(DATA PROVIDED)

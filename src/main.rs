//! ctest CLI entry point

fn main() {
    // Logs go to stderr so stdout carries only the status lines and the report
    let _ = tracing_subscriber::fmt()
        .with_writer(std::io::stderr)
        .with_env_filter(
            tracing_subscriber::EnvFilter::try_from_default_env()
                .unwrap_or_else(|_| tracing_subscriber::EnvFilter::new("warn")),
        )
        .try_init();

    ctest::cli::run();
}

(End DATA PROVIDED)

▶ **EXERCISE GOAL**
Reproduce every line above. Keep it exact.

▶ **RESPONSE FOR THIS EXERCISE**
filename src/main.rs
//! ctest CLI entry point

fn main() {
    // Logs go to stderr so stdout carries only the status lines and the report
    let _ = tracing_subscriber::fmt()
        .with_writer(std::io::stderr)
        .with_env_filter(
            tracing_subscriber::EnvFilter::try_from_default_env()
                .unwrap_or_else(|_| tracing_subscriber::EnvFilter::new("warn")),
        )
        .try_init();

    ctest::cli::run();
}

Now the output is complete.